Characterization of calcium binding properties of lithostathine

Abstract.

The pancreas secretes primarily two types of metabolically important proteins: digestive enzymes and hormones. Lithostathine (LIT) is the only protein excreted from the pancreas that has no known digestive or hormonal activity. Human lithostathine is a 144-amino acid glycoprotein synthesized by the exocrine pancreas that has been implicated in various physiological functions, including inhibition of pancreatic stone formation. To better understand the physiological function of LIT, we expressed the recombinant LIT protein in Escherichia coli and measured its calcium binding properties by equilibrium dialysis and electron paramagnetic resonance (EPR) spectroscopy. Equilibrium dialysis with ⁴⁵Ca²⁺ showed that LIT binds Ca²⁺ with 1:1 stoichiometry.
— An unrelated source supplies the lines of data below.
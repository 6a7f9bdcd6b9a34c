use owo_colors::OwoColorize;
use tokio::sync::mpsc;

use crate::api::ApiClient;
use crate::commands::ls::render_ticket_table;
use crate::commands::show::print_details;
use crate::error::Result;
use crate::filter::{TicketFilter, ViewPreset, attention_tickets};
use crate::poll::{Snapshot, spawn_detail_poll, spawn_list_poll};
use crate::types::{Ticket, TicketDetails};

/// Live view that re-renders on every background refresh until Ctrl-C.
/// Without `--ticket` it watches the filtered list; with it, one thread.
///
/// The first fetch runs in the foreground so a bad URL or dead server
/// fails the command instead of printing an empty screen. Refresh failures
/// after that keep the last-known-good render.
pub async fn cmd_watch(
    client: &ApiClient,
    ticket_id: Option<u64>,
    view: ViewPreset,
) -> Result<()> {
    match ticket_id {
        Some(id) => watch_detail(client, id).await,
        None => watch_list(client, view).await,
    }
}

async fn watch_list(client: &ApiClient, view: ViewPreset) -> Result<()> {
    let mut filter = TicketFilter::default();
    filter.apply_preset(view);

    let tickets = client.list_tickets(None).await?;
    render_list(&tickets, &filter);

    let generation = 1u64;
    let (tx, mut rx) = mpsc::channel::<Snapshot<Vec<Ticket>>>(8);
    let poll = spawn_list_poll(client.clone(), generation, tx);

    loop {
        tokio::select! {
            _ = tokio::signal::ctrl_c() => break,
            snapshot = rx.recv() => {
                let Some(snapshot) = snapshot else { break };
                if snapshot.generation != generation {
                    continue;
                }
                render_list(&snapshot.data, &filter);
            }
        }
    }

    poll.shutdown().await;
    Ok(())
}

async fn watch_detail(client: &ApiClient, ticket_id: u64) -> Result<()> {
    let details = client.get_ticket(ticket_id).await?;
    render_detail(&details);

    let generation = 1u64;
    let (tx, mut rx) = mpsc::channel::<Snapshot<TicketDetails>>(8);
    let poll = spawn_detail_poll(client.clone(), ticket_id, generation, tx);

    loop {
        tokio::select! {
            _ = tokio::signal::ctrl_c() => break,
            snapshot = rx.recv() => {
                let Some(snapshot) = snapshot else { break };
                if snapshot.generation != generation {
                    continue;
                }
                render_detail(&snapshot.data);
            }
        }
    }

    poll.shutdown().await;
    Ok(())
}

fn clear_screen() {
    print!("\x1b[2J\x1b[H");
}

fn render_list(tickets: &[Ticket], filter: &TicketFilter) {
    clear_screen();
    let visible = filter.apply(tickets);
    if visible.is_empty() {
        println!("No tickets match.");
    } else {
        println!("{}", render_ticket_table(&visible));
    }

    let attention = attention_tickets(tickets);
    if !attention.is_empty() {
        let ids: Vec<String> = attention.iter().map(|t| format!("#{}", t.id)).collect();
        println!(
            "{} {} open P4 ticket(s): {}",
            "attention:".red().bold(),
            attention.len(),
            ids.join(", ")
        );
    }
    println!(
        "\n{}",
        format!(
            "refreshing every 5s, last update {} (Ctrl-C to exit)",
            jiff::Zoned::now().strftime("%H:%M:%S")
        )
        .dimmed()
    );
}

fn render_detail(details: &TicketDetails) {
    clear_screen();
    print_details(details);
    println!("{}", "refreshing every 4s (Ctrl-C to exit)".dimmed());
}
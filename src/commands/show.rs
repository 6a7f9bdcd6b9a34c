use owo_colors::OwoColorize;

use crate::api::ApiClient;
use crate::display::{format_minutes, format_timestamp, priority_tag, sla_tag, status_tag};
use crate::error::Result;
use crate::types::{AuthorType, TicketDetails};

/// Show a single ticket with its message thread. `--summary` and
/// `--suggest` fetch the AI panels alongside the ticket.
pub async fn cmd_show(
    client: &ApiClient,
    ticket_id: u64,
    summary: bool,
    suggest: bool,
    json: bool,
) -> Result<()> {
    let details = client.get_ticket(ticket_id).await?;

    if json {
        println!("{}", serde_json::to_string_pretty(&details)?);
        return Ok(());
    }

    print_details(&details);

    // The AI panels are advisory; the ticket itself already rendered, so a
    // panel failure is reported without failing the command
    if summary || suggest {
        let (summary_result, suggest_result) = tokio::join!(
            async {
                if summary {
                    Some(client.ticket_summary(ticket_id).await)
                } else {
                    None
                }
            },
            async {
                if suggest {
                    Some(client.reply_suggestions(ticket_id).await)
                } else {
                    None
                }
            },
        );

        match summary_result {
            Some(Ok(result)) => {
                println!("\n{}", "Summary".bold().underline());
                println!("{}", result.summary);
            }
            Some(Err(e)) => eprintln!("summary unavailable: {e}"),
            None => {}
        }
        match suggest_result {
            Some(Ok(result)) => {
                println!("\n{}", "Suggested replies".bold().underline());
                for (i, suggestion) in result.suggestions.iter().enumerate() {
                    println!("{}. {}", i + 1, suggestion);
                }
            }
            Some(Err(e)) => eprintln!("suggestions unavailable: {e}"),
            None => {}
        }
    }

    Ok(())
}

pub(crate) fn print_details(details: &TicketDetails) {
    let t = &details.ticket;

    println!("{} {}", format!("#{}", t.id).bold(), t.subject.bold());
    println!(
        "{} {} {} via {}",
        status_tag(t.status),
        priority_tag(t.priority),
        t.request_type
            .map(|r| r.to_string())
            .unwrap_or_else(|| "-".to_string()),
        t.channel
    );

    if let Some(email) = &t.customer_email {
        println!("customer:   {}", email);
    }
    if let Some(username) = &t.customer_username {
        println!("username:   {}", username);
    }
    if let Some(name) = &t.department_name {
        println!("department: {}", name);
    } else if let Some(code) = &t.department_code {
        println!("department: {}", code);
    }
    println!("language:   {}", t.language);
    println!("created:    {}", format_timestamp(&t.created_at));
    if let Some(closed_at) = &t.closed_at {
        println!("closed:     {}", format_timestamp(closed_at));
    }
    println!(
        "sla:        {} (target {}, elapsed {})",
        sla_tag(t),
        format_minutes(t.sla_target_minutes),
        format_minutes(t.sla_elapsed_minutes)
    );
    if t.ai_disabled {
        println!("{}", "AI replies disabled for this ticket".yellow());
    }
    if t.auto_closed_by_ai {
        println!("{}", "auto-closed by AI".dimmed());
    }

    if !t.description.is_empty() {
        println!("\n{}", t.description);
    }

    if details.messages.is_empty() {
        println!("\n(no messages)");
        return;
    }

    println!();
    for message in &details.messages {
        let author = match message.author_type {
            AuthorType::Customer => "customer".cyan().to_string(),
            AuthorType::Agent => "agent".green().to_string(),
            AuthorType::Ai => "ai".magenta().to_string(),
        };
        println!(
            "{} {} {}",
            format_timestamp(&message.created_at).dimmed(),
            author,
            format!("[{}]", message.language).dimmed()
        );
        println!("{}\n", message.body);
    }
}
EPR studies using the divalent vanadyl (VO²⁺) ion as a paramagnetic substitute for Ca²⁺ also showed that VO²⁺ binds to LIT with a metal:protein binding stoichiometry of 1:1 and that VO²⁺ competes with Ca²⁺ in binding to LIT. Mutations of a cluster of acidic residues on the molecular surface (E30A, D31A, E33A, D37A, D72A, and D73A) resulted in almost complete loss (95–100%) of binding of Ca²⁺ and VO²⁺, showing that these residues are critical for calcium binding by LIT.